POLITICO had sought comment from the network after finding evidence that Scarborough gave at least five separate previously unknown $500 contributions while serving as an MNBC host – all to Republican candidates to whom he was close who were running for state legislative seats in or near Scarborough’s hometown of Pensacola, Fla. After being contacted by POLITICO about the donations, Scarborough voluntarily disclosed three other $500 contributions to a friend running for county office in Florida…
At the time of Olbermann’s suspension, Griffin said he had a conversation with Scarborough about political giving. “In my conversation with Joe two weeks ago, he did not recall these contributions,” Griffin said…
“These are bulls — local races that mean nothing to Joe,” the friend told POLITICO. “Anybody who knows Joe’s life wouldn’t be surprised by the fact that these small, local donations were not top-of-mind. Once again, no good deed goes unpunished.

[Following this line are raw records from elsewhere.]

use std::env;
use std::str::FromStr;

use once_cell::sync::OnceCell;
use rand::prelude::*;
use zipf::ZipfDistribution;

/// Input patterns for testing and benchmarking the probes. Limited to i32
/// values, which is all the measure code cares about.

// --- Public ---

pub fn random(size: usize) -> Vec<i32> {
    //     .
    // : . : :
    // :.:::.::

    random_vec(size)
}

pub fn random_uniform<R>(size: usize, range: R) -> Vec<i32>
where
    R: Into<rand::distributions::Uniform<i32>>,
{
    // :.:.:.::
    let mut rng = rand::rngs::StdRng::from(new_seed());

    // Abstracting over ranges in Rust :(
    let dist: rand::distributions::Uniform<i32> = range.into();

    (0..size).map(|_| dist.sample(&mut rng)).collect()
}

pub fn random_zipf(size: usize, exponent: f64) -> Vec<i32> {
    // https://en.wikipedia.org/wiki/Zipf's_law
    let mut rng = rand::rngs::StdRng::from(new_seed());

    let dist = ZipfDistribution::new(size, exponent).unwrap();

    (0..size).map(|_| dist.sample(&mut rng) as i32).collect()
}

pub fn random_sorted(size: usize, sorted_percent: f64) -> Vec<i32> {
    //     .:
    //   .:::. :
    // .::::::.::
    // [----][--]
    //  ^      ^
    //  |      |
    // sorted  |
    //     unsorted

    // A pre-existing sorted prefix with the remaining values unsorted, the
    // kind of input the measures are supposed to score as nearly sorted.
    let mut v = random_vec(size);
    let sorted_len = ((size as f64) * (sorted_percent / 100.0)).round() as usize;

    v[0..sorted_len].sort_unstable();

    v
}

pub fn all_equal(size: usize) -> Vec<i32> {
    // ......
    // ::::::

    (0..size).map(|_| 66).collect::<Vec<_>>()
}

pub fn ascending(size: usize) -> Vec<i32> {
    //     .:
    //   .:::
    // .:::::

    (0..size as i32).collect::<Vec<_>>()
}

pub fn descending(size: usize) -> Vec<i32> {
    // :.
    // :::.
    // :::::.

    (0..size as i32).rev().collect::<Vec<_>>()
}

pub fn saw_ascending(size: usize, saw_count: usize) -> Vec<i32> {
    //   .:  .:
    // .:::.:::

    if size == 0 {
        return Vec::new();
    }

    let mut vals = random_vec(size);
    let chunks_size = size / saw_count.max(1);

    for chunk in vals.chunks_mut(chunks_size) {
        chunk.sort_unstable();
    }

    vals
}

pub fn saw_descending(size: usize, saw_count: usize) -> Vec<i32> {
    // :.  :.
    // :::.:::.

    if size == 0 {
        return Vec::new();
    }

    let mut vals = random_vec(size);
    let chunks_size = size / saw_count.max(1);

    for chunk in vals.chunks_mut(chunks_size) {
        chunk.sort_unstable_by_key(|&e| std::cmp::Reverse(e));
    }

    vals
}

pub fn saw_mixed(size: usize, saw_count: usize) -> Vec<i32> {
    // :.  :.    .::.    .:
    // :::.:::..::::::..:::

    if size == 0 {
        return Vec::new();
    }

    let mut vals = random_vec(size);
    let chunks_size = size / saw_count.max(1);
    let saw_directions = random_uniform((size / chunks_size) + 1, 0..=1);

    for (i, chunk) in vals.chunks_mut(chunks_size).enumerate() {
        if saw_directions[i] == 0 {
            chunk.sort_unstable();
        } else if saw_directions[i] == 1 {
            chunk.sort_unstable_by_key(|&e| std::cmp::Reverse(e));
        } else {
            unreachable!();
        }
    }

    vals
}

pub fn pipe_organ(size: usize) -> Vec<i32> {
    //   .:.
    // .:::::.

    let mut vals = random_vec(size);

    let first_half = &mut vals[0..(size / 2)];
    first_half.sort_unstable();

    let second_half = &mut vals[(size / 2)..size];
    second_half.sort_unstable_by_key(|&e| std::cmp::Reverse(e));

    vals
}

pub fn random_init_seed() -> u64 {
    // Random seed per process, overridable for reproduction.
    static SEED: OnceCell<u64> = OnceCell::new();

    *SEED.get_or_init(|| {
        if let Ok(val) = env::var("OVERRIDE_SEED") {
            u64::from_str(&val).unwrap()
        } else {
            thread_rng().gen()
        }
    })
}

// --- Private ---

fn new_seed() -> StdRng {
    // Random seed, but prints it for repeatability.
    rand::SeedableRng::seed_from_u64(random_init_seed())
}

fn random_vec(size: usize) -> Vec<i32> {
    let mut rng = rand::rngs::StdRng::from(new_seed());

    (0..size).map(|_| rng.gen::<i32>()).collect()
}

Follow the link up top if you happen to remotely care about the details of his donations. (Hint: Two of them were to his brother.) Three differences here with l’affaire Olby. First, unless I missed it, Olbermann never publicly apologized to MSNBC for putting them in an awkward spot the way Scarborough did in his statement. He did apologize to viewers, both in a written statement and on the air, and in his return show he acknowledged that he should have known what company policy was even though it wasn’t in his contract and “even though any rule like that in any company is probably not legal.” But as for an explicit “sorry for the hassle, boss,” nope — and frankly, given Howard Kurtz’s account of how he first learned about the suspension, I can’t say I blame him.
Second, Olby can credibly plead that he didn’t know the policy on donations until after he had violated it. Scarborough can’t, given the recent media attention to his colleague. In which case, why didn’t he go through his records right away and disclose before Politico started asking questions? Remember, as soon as the Olby suspension was announced, lefties were already targeting him for his own prior contributions. Might have been worth his while to phone his accountant at the time to check, no?
Third, Scarborough’s getting docked two days’ pay. That was initially Olbermann’s punishment too, but if Kurtz is to be believed, MSNBC ended up reducing its wrist slap to a wrist tap by reinstating his pay for the two days he missed. Whether that’s because MSNBC felt badly for suspending Olby before talking to him or just a reflection of the fact that Olbermann’s much more of an 800 lb. gorilla inside the network than Scarborough is, only Phil Griffin knows.
Exit question: Which fake scandal is lamer, this or the heavy breathing over tea partiers voting for Bristol Palin on “Dancing With the Stars”?